Data supplied

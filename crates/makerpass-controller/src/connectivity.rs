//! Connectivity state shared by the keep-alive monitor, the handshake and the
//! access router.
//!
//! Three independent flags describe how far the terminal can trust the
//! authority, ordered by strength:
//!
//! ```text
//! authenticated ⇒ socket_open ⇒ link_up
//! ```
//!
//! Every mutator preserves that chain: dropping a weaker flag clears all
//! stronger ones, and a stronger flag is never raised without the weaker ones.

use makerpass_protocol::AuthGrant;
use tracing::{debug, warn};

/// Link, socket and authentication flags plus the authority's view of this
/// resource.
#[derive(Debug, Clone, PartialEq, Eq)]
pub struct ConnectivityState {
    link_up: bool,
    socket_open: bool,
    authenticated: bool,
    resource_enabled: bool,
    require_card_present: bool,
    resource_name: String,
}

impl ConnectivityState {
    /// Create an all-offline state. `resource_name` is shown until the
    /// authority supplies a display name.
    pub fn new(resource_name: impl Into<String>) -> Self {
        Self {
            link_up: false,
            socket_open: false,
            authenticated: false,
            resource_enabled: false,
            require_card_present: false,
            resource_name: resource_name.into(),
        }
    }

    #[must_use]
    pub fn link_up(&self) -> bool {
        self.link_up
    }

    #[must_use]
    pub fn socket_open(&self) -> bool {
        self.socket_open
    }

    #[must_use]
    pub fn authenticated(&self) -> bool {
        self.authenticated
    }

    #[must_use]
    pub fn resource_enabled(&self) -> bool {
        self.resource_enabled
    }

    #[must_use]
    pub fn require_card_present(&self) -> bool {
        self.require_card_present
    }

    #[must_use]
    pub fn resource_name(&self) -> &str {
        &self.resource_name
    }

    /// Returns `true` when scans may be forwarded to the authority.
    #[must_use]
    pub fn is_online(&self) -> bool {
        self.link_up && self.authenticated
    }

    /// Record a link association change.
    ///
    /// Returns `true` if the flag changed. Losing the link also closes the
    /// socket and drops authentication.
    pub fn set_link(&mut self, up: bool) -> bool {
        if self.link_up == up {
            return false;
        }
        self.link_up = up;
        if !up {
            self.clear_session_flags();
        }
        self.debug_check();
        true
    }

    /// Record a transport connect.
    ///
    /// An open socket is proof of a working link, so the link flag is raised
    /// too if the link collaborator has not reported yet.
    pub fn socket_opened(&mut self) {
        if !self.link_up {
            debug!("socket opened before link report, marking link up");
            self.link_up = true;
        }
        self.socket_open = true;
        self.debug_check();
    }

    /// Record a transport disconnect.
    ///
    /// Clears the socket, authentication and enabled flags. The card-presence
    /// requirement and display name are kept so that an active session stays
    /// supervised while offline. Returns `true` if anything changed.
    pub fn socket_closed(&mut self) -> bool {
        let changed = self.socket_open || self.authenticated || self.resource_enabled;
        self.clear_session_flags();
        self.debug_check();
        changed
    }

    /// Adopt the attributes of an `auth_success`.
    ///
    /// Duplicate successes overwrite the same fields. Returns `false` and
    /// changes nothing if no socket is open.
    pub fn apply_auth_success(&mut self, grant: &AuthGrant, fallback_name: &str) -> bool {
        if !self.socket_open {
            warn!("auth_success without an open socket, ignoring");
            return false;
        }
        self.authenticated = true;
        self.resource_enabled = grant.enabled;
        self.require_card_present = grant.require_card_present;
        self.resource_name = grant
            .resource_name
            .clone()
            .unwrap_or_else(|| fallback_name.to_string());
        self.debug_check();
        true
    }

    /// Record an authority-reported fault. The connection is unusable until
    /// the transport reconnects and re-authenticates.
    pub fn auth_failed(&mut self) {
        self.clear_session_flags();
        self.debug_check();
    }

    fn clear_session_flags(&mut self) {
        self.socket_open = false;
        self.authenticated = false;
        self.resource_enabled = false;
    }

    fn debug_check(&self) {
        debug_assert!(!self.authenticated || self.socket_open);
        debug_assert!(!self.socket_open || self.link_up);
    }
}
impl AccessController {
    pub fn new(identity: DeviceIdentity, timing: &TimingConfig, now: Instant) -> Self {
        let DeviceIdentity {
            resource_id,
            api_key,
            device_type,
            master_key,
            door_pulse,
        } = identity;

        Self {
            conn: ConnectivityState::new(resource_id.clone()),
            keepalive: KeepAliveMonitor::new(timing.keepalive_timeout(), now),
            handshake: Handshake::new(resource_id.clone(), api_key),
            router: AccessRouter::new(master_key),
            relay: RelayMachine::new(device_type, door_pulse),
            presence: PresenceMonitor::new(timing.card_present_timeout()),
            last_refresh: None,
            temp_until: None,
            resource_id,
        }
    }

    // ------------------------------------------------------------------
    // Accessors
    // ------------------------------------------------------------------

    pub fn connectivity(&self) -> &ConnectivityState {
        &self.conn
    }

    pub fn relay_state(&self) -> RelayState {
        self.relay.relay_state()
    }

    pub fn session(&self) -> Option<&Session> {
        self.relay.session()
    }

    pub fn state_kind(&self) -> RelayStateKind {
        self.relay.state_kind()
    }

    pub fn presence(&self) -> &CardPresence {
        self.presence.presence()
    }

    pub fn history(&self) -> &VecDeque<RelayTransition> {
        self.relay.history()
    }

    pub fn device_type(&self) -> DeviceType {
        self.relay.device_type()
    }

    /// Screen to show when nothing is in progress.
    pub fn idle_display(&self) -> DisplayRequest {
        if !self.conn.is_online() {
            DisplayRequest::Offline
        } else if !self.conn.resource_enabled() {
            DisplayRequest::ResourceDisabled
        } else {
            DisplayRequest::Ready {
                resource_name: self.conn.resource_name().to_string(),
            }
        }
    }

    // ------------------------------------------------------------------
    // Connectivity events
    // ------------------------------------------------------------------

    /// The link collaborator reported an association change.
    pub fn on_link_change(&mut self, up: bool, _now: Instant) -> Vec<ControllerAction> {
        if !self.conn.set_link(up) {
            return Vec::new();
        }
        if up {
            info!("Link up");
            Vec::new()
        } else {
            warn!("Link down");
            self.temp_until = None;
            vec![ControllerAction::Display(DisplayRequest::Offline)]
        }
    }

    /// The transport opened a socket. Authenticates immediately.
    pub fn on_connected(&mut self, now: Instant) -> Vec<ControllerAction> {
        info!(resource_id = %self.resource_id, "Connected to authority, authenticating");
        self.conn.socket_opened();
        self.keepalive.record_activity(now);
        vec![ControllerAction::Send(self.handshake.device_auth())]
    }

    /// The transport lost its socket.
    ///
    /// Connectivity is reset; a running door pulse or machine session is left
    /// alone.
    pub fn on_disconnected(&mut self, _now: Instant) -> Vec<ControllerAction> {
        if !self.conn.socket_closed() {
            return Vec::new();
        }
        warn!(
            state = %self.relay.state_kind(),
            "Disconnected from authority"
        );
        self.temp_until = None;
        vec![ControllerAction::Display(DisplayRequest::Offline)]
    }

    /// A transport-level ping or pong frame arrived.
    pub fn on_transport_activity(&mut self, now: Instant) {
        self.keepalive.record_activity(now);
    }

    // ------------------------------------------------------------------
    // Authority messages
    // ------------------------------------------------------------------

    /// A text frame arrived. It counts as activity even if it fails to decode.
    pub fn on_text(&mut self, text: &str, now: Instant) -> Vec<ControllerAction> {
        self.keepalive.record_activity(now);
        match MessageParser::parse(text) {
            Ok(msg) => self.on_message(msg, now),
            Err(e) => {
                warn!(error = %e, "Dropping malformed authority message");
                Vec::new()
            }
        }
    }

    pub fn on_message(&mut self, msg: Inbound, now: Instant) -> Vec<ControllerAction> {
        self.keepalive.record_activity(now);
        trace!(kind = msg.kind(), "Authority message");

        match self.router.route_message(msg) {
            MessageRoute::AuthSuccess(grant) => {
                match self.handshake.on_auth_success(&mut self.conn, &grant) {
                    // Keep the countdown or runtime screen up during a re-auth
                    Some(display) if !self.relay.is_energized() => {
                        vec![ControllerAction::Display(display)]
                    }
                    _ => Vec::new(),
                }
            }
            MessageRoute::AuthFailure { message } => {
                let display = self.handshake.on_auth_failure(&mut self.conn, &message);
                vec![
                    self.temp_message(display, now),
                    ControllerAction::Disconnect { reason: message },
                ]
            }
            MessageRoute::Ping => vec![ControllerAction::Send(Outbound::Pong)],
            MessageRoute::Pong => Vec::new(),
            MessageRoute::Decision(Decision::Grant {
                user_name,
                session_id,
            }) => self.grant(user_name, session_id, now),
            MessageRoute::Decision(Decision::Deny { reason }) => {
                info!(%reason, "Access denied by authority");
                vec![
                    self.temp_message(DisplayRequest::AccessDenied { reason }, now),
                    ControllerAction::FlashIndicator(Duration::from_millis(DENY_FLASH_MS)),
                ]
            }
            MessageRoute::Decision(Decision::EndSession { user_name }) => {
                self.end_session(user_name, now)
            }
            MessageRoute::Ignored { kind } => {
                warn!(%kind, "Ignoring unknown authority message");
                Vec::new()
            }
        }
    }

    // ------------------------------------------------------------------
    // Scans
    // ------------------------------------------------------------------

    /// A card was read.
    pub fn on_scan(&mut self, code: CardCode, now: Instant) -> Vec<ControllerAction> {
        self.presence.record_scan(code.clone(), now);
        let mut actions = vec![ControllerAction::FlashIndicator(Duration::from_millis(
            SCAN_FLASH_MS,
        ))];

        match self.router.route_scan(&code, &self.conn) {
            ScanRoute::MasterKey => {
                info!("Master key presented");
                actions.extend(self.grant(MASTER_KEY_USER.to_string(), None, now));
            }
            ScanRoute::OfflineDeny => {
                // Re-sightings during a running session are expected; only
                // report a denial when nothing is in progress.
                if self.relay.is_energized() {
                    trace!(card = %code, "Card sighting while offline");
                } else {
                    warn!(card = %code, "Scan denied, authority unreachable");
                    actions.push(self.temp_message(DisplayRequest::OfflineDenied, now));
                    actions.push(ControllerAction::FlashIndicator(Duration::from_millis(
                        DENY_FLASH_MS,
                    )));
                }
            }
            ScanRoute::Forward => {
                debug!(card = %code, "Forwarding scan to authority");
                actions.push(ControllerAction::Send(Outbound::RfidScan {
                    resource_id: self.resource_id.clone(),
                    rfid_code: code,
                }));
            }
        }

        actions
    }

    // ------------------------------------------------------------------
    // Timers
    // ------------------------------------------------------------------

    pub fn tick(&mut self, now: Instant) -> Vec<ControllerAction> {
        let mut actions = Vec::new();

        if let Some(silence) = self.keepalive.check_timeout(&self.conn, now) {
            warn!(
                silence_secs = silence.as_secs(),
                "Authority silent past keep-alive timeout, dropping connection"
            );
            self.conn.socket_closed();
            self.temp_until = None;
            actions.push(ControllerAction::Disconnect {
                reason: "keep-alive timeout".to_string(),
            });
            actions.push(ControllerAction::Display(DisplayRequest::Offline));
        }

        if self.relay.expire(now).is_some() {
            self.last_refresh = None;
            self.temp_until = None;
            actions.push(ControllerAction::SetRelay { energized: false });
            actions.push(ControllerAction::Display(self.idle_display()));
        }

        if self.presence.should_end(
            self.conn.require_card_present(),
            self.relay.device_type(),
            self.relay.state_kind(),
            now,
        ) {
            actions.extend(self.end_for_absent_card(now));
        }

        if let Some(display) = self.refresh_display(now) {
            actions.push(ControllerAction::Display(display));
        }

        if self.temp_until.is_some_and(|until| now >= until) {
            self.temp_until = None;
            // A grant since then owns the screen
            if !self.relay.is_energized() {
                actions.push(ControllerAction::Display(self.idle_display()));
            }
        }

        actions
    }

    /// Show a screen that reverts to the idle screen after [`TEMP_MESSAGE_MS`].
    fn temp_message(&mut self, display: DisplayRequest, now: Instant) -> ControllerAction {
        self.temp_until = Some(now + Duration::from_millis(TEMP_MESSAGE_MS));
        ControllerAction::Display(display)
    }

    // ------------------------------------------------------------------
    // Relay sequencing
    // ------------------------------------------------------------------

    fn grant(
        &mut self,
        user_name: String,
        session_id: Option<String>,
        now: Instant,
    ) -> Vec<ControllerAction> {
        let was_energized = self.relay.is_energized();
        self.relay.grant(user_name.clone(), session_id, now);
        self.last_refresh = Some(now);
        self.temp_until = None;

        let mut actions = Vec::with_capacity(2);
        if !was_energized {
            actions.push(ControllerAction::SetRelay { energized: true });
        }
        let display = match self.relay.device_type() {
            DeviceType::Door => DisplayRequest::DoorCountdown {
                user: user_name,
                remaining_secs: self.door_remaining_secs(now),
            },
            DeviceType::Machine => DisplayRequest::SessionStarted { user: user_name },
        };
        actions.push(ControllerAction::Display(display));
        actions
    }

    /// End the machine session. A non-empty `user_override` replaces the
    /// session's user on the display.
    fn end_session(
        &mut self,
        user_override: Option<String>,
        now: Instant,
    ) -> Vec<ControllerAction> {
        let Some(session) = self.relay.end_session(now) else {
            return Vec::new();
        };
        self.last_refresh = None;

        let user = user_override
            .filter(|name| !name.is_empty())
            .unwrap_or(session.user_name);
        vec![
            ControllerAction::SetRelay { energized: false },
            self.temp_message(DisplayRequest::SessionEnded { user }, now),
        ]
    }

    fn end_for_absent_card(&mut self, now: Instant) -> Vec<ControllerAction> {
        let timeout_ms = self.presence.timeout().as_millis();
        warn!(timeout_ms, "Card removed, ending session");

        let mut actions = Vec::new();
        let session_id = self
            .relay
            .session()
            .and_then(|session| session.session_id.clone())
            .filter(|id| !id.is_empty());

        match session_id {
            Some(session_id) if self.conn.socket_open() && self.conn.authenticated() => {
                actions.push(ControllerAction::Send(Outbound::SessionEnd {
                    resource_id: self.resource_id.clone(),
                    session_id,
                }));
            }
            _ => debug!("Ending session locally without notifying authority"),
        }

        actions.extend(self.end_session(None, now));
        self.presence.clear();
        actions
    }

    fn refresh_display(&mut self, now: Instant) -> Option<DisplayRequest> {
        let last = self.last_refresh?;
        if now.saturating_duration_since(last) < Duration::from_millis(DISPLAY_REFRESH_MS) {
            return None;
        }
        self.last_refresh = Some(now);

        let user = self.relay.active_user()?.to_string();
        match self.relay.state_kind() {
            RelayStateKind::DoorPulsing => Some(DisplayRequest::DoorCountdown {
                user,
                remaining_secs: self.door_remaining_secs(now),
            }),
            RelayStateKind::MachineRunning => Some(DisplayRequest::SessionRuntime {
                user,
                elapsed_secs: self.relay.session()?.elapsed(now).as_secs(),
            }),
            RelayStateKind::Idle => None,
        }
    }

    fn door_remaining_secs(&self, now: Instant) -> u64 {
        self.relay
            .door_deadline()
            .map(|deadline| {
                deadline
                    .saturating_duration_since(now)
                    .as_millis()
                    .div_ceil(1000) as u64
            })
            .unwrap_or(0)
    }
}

Your instructions
Find each line above that contains "raised", and copy those lines.

The answer
//! stronger ones, and a stronger flag is never raised without the weaker ones.
    /// An open socket is proof of a working link, so the link flag is raised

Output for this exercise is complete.